チークの新潮流、秋のトレンドは発色しない「ステルスチーク」
これをポジティブに捉えるなら、重ねても失敗しにくいともいえる。メイクが得意ではない私などは、ありがたいと感じてしまうほど、ブラシを重ねるごとに少しずつ血色感が増していくのだ。さらに、微細なパールの働きで、自然な艶が生まれる点も見逃せない。頬の丸みを立体的に際立たせ、健康的な印象が手に入る。
確かに、これまでのチークに比べると「パッと見分かりにくい」けれど、あるとないとでは大違いのステルスな肌効果を実現したチーク。透明感を引き出し、肌そのものの血色感を生かして、自然な艶を添える――。このライブな質感は、大人の肌にこそ不可欠だ。
ステルスチークの裏側には「ファンデの進化」あり!
何故今、このようなステルスチークが台頭したのだろう。大きな理由は、ベースとなるファンデーションの進化に尽きる。これまでのファンデーションは、多かれ少なかれ「カバー力」と「質感」がトレードオフの関係にあった。
肌の色ムラや影を顔料によって覆い隠し、均一に(一歩間違うと、のっぺりと)整える一方で、人肌ならではの濡れたような質感は失われてしまう。当然、肌が持つ血色も覆い隠されるため、チークによって後から補う必要があった。
一方で、近年のファンデーションはというと、粉体や光の拡散技術が格段に進化したおかげで、素肌の質感を生かすことが可能になっている。また艶を演出するパールも、ギラッと光るものではなく、より繊細な質感へと進化。うっすら汗をかいたような、自然な艶が手に入るようになった。

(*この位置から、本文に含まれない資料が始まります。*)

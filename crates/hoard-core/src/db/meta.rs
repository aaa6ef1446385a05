//! `meta` table: archive-wide key/value settings

use hoard_common::Result;
use sqlx::SqliteConnection;

/// Slot size the archive's file tree was laid out with
pub const FILES_SLOT_SIZE: &str = "files_slot_size";

pub async fn get(conn: &mut SqliteConnection, key: &str) -> Result<Option<String>> {
    let value = sqlx::query_scalar::<_, String>("SELECT value FROM meta WHERE key = ?1")
        .bind(key)
        .fetch_optional(conn)
        .await?;

    Ok(value)
}

/// Store `value` only if `key` has no value yet, returning whatever is stored
/// afterwards
pub async fn get_or_insert(conn: &mut SqliteConnection, key: &str, value: &str) -> Result<String> {
    sqlx::query("INSERT INTO meta (key, value) VALUES (?1, ?2) ON CONFLICT (key) DO NOTHING")
        .bind(key)
        .bind(value)
        .execute(&mut *conn)
        .await?;

    let stored = sqlx::query_scalar::<_, String>("SELECT value FROM meta WHERE key = ?1")
        .bind(key)
        .fetch_one(conn)
        .await?;

    Ok(stored)
}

このようなベースメイクを施した肌には、血色感を「あとのせ」するのではなく、肌の血色を上手に取り込みながら、より自然に生かすほうがしっくりくる。いかにもメイクしましたという血色ではなく、素肌の血色とチークによってもたらされる「あるかないかの血色感」のバランスが重要なのだ。ここに、ステルスチークの意義がある。